Cómplices

Martes, 3 de julio de 2012


Que me acaben de recomendar vino y ejercicio (moderadamente en ambos casos, no nos extralimitemos) para conseguir que el colesterol (del bueno, dicen) aumente su presencia en la proporción de habitantes del organismo no deja de ser una suerte.
Y una metáfora.
Acercarme a la tierra, a su festival de vida, escuchar más y mejor los mensajes cifrados que van llegando desde el propio organismo.
Pertenezco al grupo de quienes opinan que las largas caminatas son una bendición, incluso para dejarse embaucar por algún verso que, de vez en cuando, me asalta desde el borde del sendero. También pertenezco a la facción convencida de quienes opinan que ante una copa (o un vaso) de vino, uno está más próximo a lo verdaderamente humano: luz, tierra, semilla, espera, palabra y celebración, don de la ebriedad.
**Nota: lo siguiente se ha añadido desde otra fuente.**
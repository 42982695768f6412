// Application layer - Series building and chart view state
pub mod chart_service;
pub mod field_resolver;
pub mod palette;
pub mod series_builder;
pub mod time_window;
pub mod visibility;
// Graph description domain model
use serde::{Deserialize, Serialize};

#[derive(Debug, Clone, PartialEq, Eq, Serialize, Deserialize)]
#[serde(from = "String", into = "String")]
pub enum GraphKind {
    Line,
    Other(String),
}

impl From<String> for GraphKind {
    fn from(value: String) -> Self {
        match value.as_str() {
            "line" => GraphKind::Line,
            _ => GraphKind::Other(value),
        }
    }
}

impl From<GraphKind> for String {
    fn from(kind: GraphKind) -> Self {
        match kind {
            GraphKind::Line => "line".to_string(),
            GraphKind::Other(other) => other,
        }
    }
}

/// What to plot: the chart kind, the field ids on the Y axis and labels.
#[derive(Debug, Clone, PartialEq, Serialize, Deserialize)]
#[serde(rename_all = "camelCase")]
pub struct GraphInfo {
    #[serde(rename = "type")]
    pub kind: GraphKind,
    #[serde(default)]
    pub y_axis: Vec<String>,
    #[serde(default)]
    pub title: String,
    #[serde(default)]
    pub x_axis: String,
}

impl GraphInfo {
    pub fn line(title: impl Into<String>, x_axis: impl Into<String>, y_axis: Vec<String>) -> Self {
        Self {
            kind: GraphKind::Line,
            y_axis,
            title: title.into(),
            x_axis: x_axis.into(),
        }
    }

    pub fn is_line(&self) -> bool {
        self.kind == GraphKind::Line
    }
}
// Dataset loader - Reads the decoder's JSON export from disk
use crate::domain::error::{ChartError, Result};
use crate::domain::graph::GraphInfo;
use crate::domain::packet::DecodedPackets;
use crate::domain::telemetry::TelemetryConfiguration;
use serde::Deserialize;
use std::path::Path;

#[derive(Debug, Clone, PartialEq, Deserialize)]
#[serde(rename_all = "camelCase")]
pub struct Dataset {
    #[serde(default)]
    pub decoded_packets: DecodedPackets,
    #[serde(default)]
    pub telemetry_configuration: TelemetryConfiguration,
    pub graph_info: GraphInfo,
}

pub fn load_dataset(path: &Path) -> Result<Dataset> {
    let contents = std::fs::read_to_string(path).map_err(|source| ChartError::DatasetIo {
        path: path.display().to_string(),
        source,
    })?;
    let dataset = parse_dataset(&contents)?;

    tracing::info!(
        "Loaded {} packets and {} telemetry fields from {}",
        dataset.decoded_packets.packets.len(),
        dataset.telemetry_configuration.fields.len(),
        path.display()
    );

    Ok(dataset)
}

pub fn parse_dataset(contents: &str) -> Result<Dataset> {
    Ok(serde_json::from_str(contents)?)
}
// Mapper to convert the chart view into the renderer's JSON shape
use crate::application::chart_service::{ChartView, LineStyle};
use crate::application::time_window::WindowOutcome;
use crate::application::visibility::VisibilityState;
use crate::domain::series::SeriesPoint;
use serde::Serialize;

#[derive(Debug, Clone, PartialEq, Serialize)]
#[serde(rename_all = "camelCase")]
pub struct ChartOutput {
    pub title: String,
    pub x_axis_label: String,
    pub y_axis_label: String,
    pub chart_data: Vec<SeriesPoint>,
    pub chart_line_names: Vec<String>,
    pub chart_domain: u64,
    pub line_visibility: VisibilityState,
    pub lines: Vec<LineOutput>,
    pub window: WindowOutput,
    #[serde(skip_serializing_if = "Vec::is_empty")]
    pub unresolved_fields: Vec<String>,
}

#[derive(Debug, Clone, PartialEq, Serialize)]
pub struct LineOutput {
    pub name: String,
    pub color: Option<String>,
    pub opacity: u8,
}

#[derive(Debug, Clone, PartialEq, Serialize)]
pub struct WindowOutput {
    pub from: String,
    pub to: String,
    #[serde(flatten)]
    pub outcome: WindowOutcome,
}

pub fn chart_view_to_output(view: ChartView<'_>) -> ChartOutput {
    ChartOutput {
        title: view.title.to_string(),
        x_axis_label: view.x_axis_label.to_string(),
        y_axis_label: view.y_axis_label.to_string(),
        chart_data: view.data.points.into_iter().cloned().collect(),
        chart_line_names: view.line_names.to_vec(),
        chart_domain: view.domain,
        line_visibility: view.visibility.clone(),
        lines: view.lines.into_iter().map(line_to_output).collect(),
        window: WindowOutput {
            from: view.window.from.clone(),
            to: view.window.to.clone(),
            outcome: view.data.outcome,
        },
        unresolved_fields: view.unresolved_fields.to_vec(),
    }
}

fn line_to_output(line: LineStyle<'_>) -> LineOutput {
    LineOutput {
        name: line.name.to_string(),
        color: line.color.map(str::to_string),
        // Hidden lines stay in the legend so they can be clicked back
        opacity: if line.visible { 1 } else { 0 },
    }
}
Dicen que somos un complejísimo entramado orgánico que funciona gracias a reacciones bioquímicas, cuya precisión y precario equilibrio cada día me sorprenden más. Me resisto a creer que sólo seamos eso, por muy ininteligible y milagroso que sea. Quiero creer que además de todo ese magma de átomos (que se enlazan formando moléculas, células, hormonas…) en continuo funcionamiento armónico —lo que me parece el mayor de los milagros—, hay algo inescrutable para la ciencia, algo que no se puede explicar —y entender— sólo con reacciones eléctricas, bioquímicas o químicas. O quizá no, quizá todo se reduzca a ese tipo de respuestas, incluso en los instantes más sublimes.
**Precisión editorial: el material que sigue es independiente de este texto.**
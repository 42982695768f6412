// Field resolver - Maps raw field ids to their descriptors
use crate::domain::telemetry::{TelemetryConfiguration, TelemetryFieldDescriptor};

#[derive(Debug, Clone, Copy, PartialEq)]
pub enum FieldResolution<'a> {
    Resolved(&'a TelemetryFieldDescriptor),
    Unresolved,
}

impl<'a> FieldResolution<'a> {
    pub fn descriptor(self) -> Option<&'a TelemetryFieldDescriptor> {
        match self {
            FieldResolution::Resolved(descriptor) => Some(descriptor),
            FieldResolution::Unresolved => None,
        }
    }
}

/// Resolve a field id against the configuration.
///
/// Every descriptor is scanned and the last one with a matching id wins, so
/// a configuration that repeats an id is resolved to its final entry.
pub fn resolve<'a>(
    configuration: &'a TelemetryConfiguration,
    field_id: &str,
) -> FieldResolution<'a> {
    configuration
        .fields
        .iter()
        .rev()
        .find(|descriptor| descriptor.id == field_id)
        .map_or(FieldResolution::Unresolved, FieldResolution::Resolved)
}
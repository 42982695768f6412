// Main entry point - Load a dataset, replay view events and print the chart
use anyhow::Context;
use chrono::{Duration, Utc};
use std::path::Path;
use tracing_subscriber::EnvFilter;

use satellite_telemetry_charts::application::chart_service::{ChartEvent, ChartViewState};
use satellite_telemetry_charts::application::time_window::{DateEdge, TimeWindow};
use satellite_telemetry_charts::application::visibility::LineClick;
use satellite_telemetry_charts::infrastructure::config::{load_app_config, AppConfig};
use satellite_telemetry_charts::infrastructure::dataset_loader::{load_dataset, Dataset};
use satellite_telemetry_charts::presentation::chart_output::chart_view_to_output;

fn main() -> anyhow::Result<()> {
    // Load configuration
    let config = load_app_config()?;

    // Initialize tracing; stdout is reserved for the chart JSON
    let filter =
        EnvFilter::try_from_default_env().unwrap_or_else(|_| EnvFilter::new(&config.log_filter));
    tracing_subscriber::fmt()
        .with_env_filter(filter)
        .with_writer(std::io::stderr)
        .init();

    let dataset = load_dataset(Path::new(&config.dataset_path))
        .with_context(|| format!("Failed to load dataset {}", config.dataset_path))?;

    let lookback = Duration::try_hours(config.lookback_hours)
        .with_context(|| format!("lookback_hours out of range: {}", config.lookback_hours))?;
    let window = TimeWindow::ending_at(Utc::now(), lookback)
        .with_context(|| format!("lookback_hours out of range: {}", config.lookback_hours))?;

    let mut state = ChartViewState::new(dataset.graph_info.clone(), window);
    for event in startup_events(dataset, &config) {
        state = match state.apply(event) {
            Ok(next) => next,
            Err(rejected) => {
                tracing::warn!("{}", rejected);
                *rejected.state
            }
        };
    }

    match state.view() {
        Some(view) => {
            let output = chart_view_to_output(view);
            println!("{}", serde_json::to_string_pretty(&output)?);
        }
        None => {
            tracing::info!("Graph type {:?} has no chart output", state.graph.kind);
        }
    }

    Ok(())
}

/// The dataset load, then configured window edges, then legend clicks.
fn startup_events(dataset: Dataset, config: &AppConfig) -> Vec<ChartEvent> {
    let mut events = vec![ChartEvent::DatasetLoaded {
        packets: dataset.decoded_packets,
        configuration: dataset.telemetry_configuration,
    }];

    let edges = [
        (DateEdge::From, &config.window_from),
        (DateEdge::To, &config.window_to),
    ];
    for (edge, raw) in edges {
        if let Some(raw) = raw {
            events.push(ChartEvent::DateChanged {
                raw: raw.clone(),
                edge,
            });
        }
    }

    events.extend(
        config
            .clicks
            .iter()
            .map(|data_key| ChartEvent::LineClicked(LineClick::new(data_key.as_str()))),
    );

    events
}
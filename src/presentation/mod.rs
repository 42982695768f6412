// Presentation layer - Output for the rendering collaborator
pub mod chart_output;
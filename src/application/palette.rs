// Line colors - Fixed palette indexed by line position
pub const PALETTE: [&str; 21] = [
    "#e6194b", "#3cb44b", "#ffe119", "#4363d8", "#f58231", "#911eb4", "#46f0f0",
    "#f032e6", "#bcf60c", "#fabebe", "#008080", "#e6beff", "#9a6324", "#fffac8",
    "#800000", "#aaffc3", "#808000", "#ffd8b1", "#000075", "#808080", "#000000",
];

/// Color for the line at `index` in first-encounter order. The palette has
/// no overflow policy, so lines past the last entry get `None`.
pub fn color_for(index: usize) -> Option<&'static str> {
    PALETTE.get(index).copied()
}

#[cfg(test)]
mod tests {
    use super::*;
    use std::collections::HashSet;

    #[test]
    fn test_colors_are_distinct() {
        let colors: HashSet<&str> = (0..PALETTE.len()).filter_map(color_for).collect();
        assert_eq!(colors.len(), 21);
    }

    #[test]
    fn test_deterministic() {
        assert_eq!(color_for(0), Some("#e6194b"));
        assert_eq!(color_for(3), color_for(3));
        assert_eq!(color_for(20), Some("#000000"));
    }

    #[test]
    fn test_overflow() {
        assert_eq!(color_for(21), None);
        assert_eq!(color_for(usize::MAX), None);
    }
}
No me importa mucho, la verdad; fuere como fuere, a la postre, pocas reacciones cambian, aunque las causas que las provocan o las razones que las explican no sean exactamente como las hayamos ideado o imaginado; mejor dicho, pocas deberían cambiar.
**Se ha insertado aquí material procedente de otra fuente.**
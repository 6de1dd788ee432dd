//! Copy for the marketing page.
//!
//! The home page and the `/website` variant render from this single table.

/// A card in a grid: title plus descriptive text.
#[derive(Debug, Clone, Copy, PartialEq, Eq)]
pub struct CardItem {
    pub title: &'static str,
    pub text: &'static str,
}

/// A module card in the module overview; links to the module's page.
#[derive(Debug, Clone, Copy, PartialEq, Eq)]
pub struct ModuleCard {
    pub href: &'static str,
    pub title: &'static str,
    pub text: &'static str,
}

/// Everything the marketing page shows, in page order.
#[derive(Debug, Clone, Copy)]
pub struct MarketingContent {
    pub badge: &'static str,
    pub heading: &'static str,
    pub lead: &'static str,
    pub trust: &'static [&'static str],
    pub values: &'static [CardItem],
    pub steps_heading: &'static str,
    pub steps: &'static [CardItem],
    pub modules_heading: &'static str,
    pub modules_lead: &'static str,
    pub modules: &'static [ModuleCard],
    pub signup_heading: &'static str,
    pub signup_lead: &'static str,
    pub signup_note: &'static str,
    pub cta_heading: &'static str,
    pub cta_lead: &'static str,
}

/// Anchor of the "how it works" list.
pub const HOW_IT_WORKS_ANCHOR: &str = "wie-es-funktioniert";

/// Anchor of the module overview grid.
pub const MODULES_ANCHOR: &str = "module";

/// Anchor of the mailing-list signup.
pub const SIGNUP_ANCHOR: &str = "start-anonym";

pub const MARKETING: MarketingContent = MarketingContent {
    badge: "Schweizer FinTech",
    heading: "FINAURA — Schweizer Finanzklarheit, anonym und neutral.",
    lead: "Verstehe deine Finanzen wie ein Profi — ohne Datenpreisgabe, ohne Verkaufsdruck. \
           Analyse. Verständnis. Sicherheit — in wenigen Minuten.",
    trust: &["100% anonym", "Swiss Precision", "Keine Werbung"],
    values: &[
        CardItem {
            title: "Neutralität",
            text: "Unabhängig. Keine Produktverkäufe. Dein Vorteil steht im Zentrum.",
        },
        CardItem {
            title: "Anonymität",
            text: "Starte ohne Login oder Datenpreisgabe. Du behältst die Kontrolle.",
        },
        CardItem {
            title: "Swiss Precision",
            text: "Klar, fundiert, verständlich – für Entscheidungen mit gutem Gefühl.",
        },
    ],
    steps_heading: "So funktioniert’s",
    steps: &[
        CardItem {
            title: "Thema wählen",
            text: "AHV, BVG, Säule 3a oder Budget – du entscheidest, womit du beginnst.",
        },
        CardItem {
            title: "Anonym eingeben",
            text: "Nur die Angaben, die es wirklich braucht. Kein Konto, keine E-Mail.",
        },
        CardItem {
            title: "Klarheit erhalten",
            text: "Verständliche Auswertung mit den nächsten sinnvollen Schritten.",
        },
    ],
    modules_heading: "Module & Wege zur Klarheit",
    modules_lead: "Wähle dein Thema – kurz, fokussiert und verständlich.",
    modules: &[
        ModuleCard {
            href: "/ik",
            title: "IK-Analyse (AHV)",
            text: "Beiträge & Lücken verstehen. Grundlage für Entscheidungen.",
        },
        ModuleCard {
            href: "/bvg",
            title: "BVG / Pensionskasse",
            text: "Einkäufe, Leistungen & Optionen einschätzen.",
        },
        ModuleCard {
            href: "/3a",
            title: "Säule 3a",
            text: "Sinnvoll nutzen – steuerlich und strategisch.",
        },
        ModuleCard {
            href: "/budget",
            title: "Budget & Liquidität",
            text: "Was ist drin? Welche Spielräume hast du wirklich?",
        },
        ModuleCard {
            href: "/zukunft",
            title: "Zukunft & Vorsorge",
            text: "Rente, Kapital oder Mischung: Was passt zu dir?",
        },
        ModuleCard {
            href: "/micro-advice",
            title: "Micro-Advice",
            text: "Kurze, anonyme Expertenantworten – fair bewertet.",
        },
    ],
    signup_heading: "Als Erste:r erfahren, wenn es losgeht",
    signup_lead: "Trag dich in die Liste ein. Wir melden uns, sobald die ersten Module live sind.",
    signup_note: "Nur für Updates zu FINAURA. Abmeldung jederzeit.",
    cta_heading: "Starte jetzt anonym – und gewinne Klarheit in Minuten.",
    cta_lead: "Keine Registrierung. Keine Werbung. Nur gute Antworten.",
};

/// Impressum copy.
pub const IMPRESSUM_PARAGRAPHS: &[&str] = &[
    "Angaben gemäss schweizerischem Recht. Verantwortlich für den Inhalt: FINAURA.",
    "Kontakt: hello@finaura.ch",
];

/// Privacy policy copy.
pub const PRIVACY_PARAGRAPHS: &[&str] = &[
    "FINAURA legt grössten Wert auf Datenschutz und Anonymität. Die Nutzung unserer \
     Analysefunktionen ist ohne Registrierung möglich. Erhobene Eingaben dienen \
     ausschliesslich der Bereitstellung der Dienstleistung und werden nicht zu \
     Werbezwecken verwendet.",
    "Für die Anmeldung zur Mailingliste nutzen wir einen externen Formulardienst. \
     Die dort eingegebene E-Mail-Adresse wird direkt an diesen Dienst übermittelt.",
    "Kontakt für Datenschutzanfragen: privacy@finaura.ch",
];

/// AV-Vorbezug stub copy.
pub const AV_VORBEZUG_LEAD: &str =
    "Hier entsteht Ihr kostenloses Tool zum AV-Vorbezug – verständlich, anonym, neutral.";
pub const AV_VORBEZUG_NOTE: &str =
    "In Kürze verfügbar: Eingaben links, Auswertung rechts – wie besprochen.";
Pero lo mejor de esta recomendación médica es que me queda la satisfacción de que mi intuición o el sentido común es una estupenda brújula, si es que se le deja trabajar un poco y luego se actúa con coherencia.
Todo ello a sabiendas de que nada es inmutable o imperecedero. 
Aunque soñemos lo contrario, al menos lo que llamamos cuerpo, es tan frágil y tan efímero como las hojas de árboles. Poco más.
¿Y la vida eterna?
Mejor dejemos que tal asunto lo resuelva la eternidad.